The National Academy of Engineering named electrification as the greatest engineering achievement of the 20th century. Started by Thomas Edison in the 1880s, the U.S. electrical grid is so massive today that the 6 million miles of transmission and distribution lines that link power plants to consumers could span the globe more than 200 times at the equator.
But size is not enough. The grid will also need “smarts” to improve efficiency and reliability, manage the millions of electric vehicles that will start plugging in soon, and integrate a growing number of renewable energy sources such as wind and solar. These sources are scattered around the country, often away from urban centers and existing transmission infrastructure, and their output fluctuates with changes in the weather.
Together, these challenges will require new technologies that build on the existing network. “Modernizing our electric grid is a project long overdue,” said former U.S. Commerce Secretary Gary Locke. “If Thomas Edison were alive today, he might be surprised at how similar our electric grid is to when the first lines were laid a century ago.”
GE’s Digital Energy business is already playing an active part in developing solutions to make the grid more intelligent and resilient. The business is also taking part in a vibrant debate about navigating the best path forward.

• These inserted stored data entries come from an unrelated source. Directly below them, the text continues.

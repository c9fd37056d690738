//! Minimal push-based event streams.
//!
//! # Model
//!
//! ```text
//! producer ──→ Sink<T> ──→ operators ──→ observer(Event<T>)
//!                 │
//!                 └── Subscription (cancel → teardown timers, tasks, children)
//! ```
//!
//! - [`Observable`] is cold: every subscription runs its producer.
//! - [`PublishSubject`] / [`BehaviorSubject`] are hot multicast sources.
//! - `Error` and `Completed` are terminal; cancelling stops delivery.
//! - Concurrent sources merged by `flat_map`/`merge` are delivered
//!   downstream one event at a time.

mod adapter;
mod error;
mod event;
mod observable;
mod operators;
mod serial;
mod subject;
mod subscription;
mod time;

pub use adapter::EventStream;
pub use error::StreamError;
pub use event::Event;
pub use observable::{Observable, Sink};
pub use subject::{BehaviorSubject, PublishSubject};
pub use subscription::{Subscription, TeardownKey};

pub(crate) use serial::SerialQueue;
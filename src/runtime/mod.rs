//! State container runtime.

mod container;
mod error;
mod lifecycle;

pub use container::Container;
pub use error::ReactorError;
pub use lifecycle::Phase;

For example, last fall Digital Energy’s President and CEO Bob Gilligan advised the Massachusetts Institute of Technology’s large study on “The Future of the Electric Grid.” The study found that the new “distributed and intermittent” energy sources such as wind and solar will present the grid with “unprecedented technological challenges” and that “new regulatory approaches may be required to encourage the adoption of innovative network technologies.”
Some of these technologies already exist today. For example, Gilligan’s Digital Energy provides utilities with advanced automation solutions to improve grid visibility and control.
In May 2011, GE acquired the Ireland-based FMC-Tech, a leading provider of real-time power line monitoring technology. The investment in FMC-Tech was part a $200 million innovation challenge, co-funded with four other venture capital firms, designed to “bring the grid into the 21st century.”
Other “smart” energy projects that GE is developing include better battery systems for energy storage, and smart meters that allow consumers to improve the management of their energy use and respond to changes in prices. Studies show that when combined with technologies such as smart appliances, smart thermostats and home energy displays, savings can jump to an average of 25 percent.
Spot on: This “Powering the Grid” infographic lays out ideas submitted during the $200 million ecomagination challenge.
Gilligan said that “while revolutionary energy technologies are developed each day, the way we apply them to modernize and nurture our electrical infrastructure is really more of an evolution than a revolution.”
“With increased reliability, efficiency and sustainability, we’ll be able to power traditional economic growth and be ready for the next generation of life-changing technology,” Gilligan said. “We can do it by taking measured, affordable evolutionary steps. However, we, as a country, must act today.”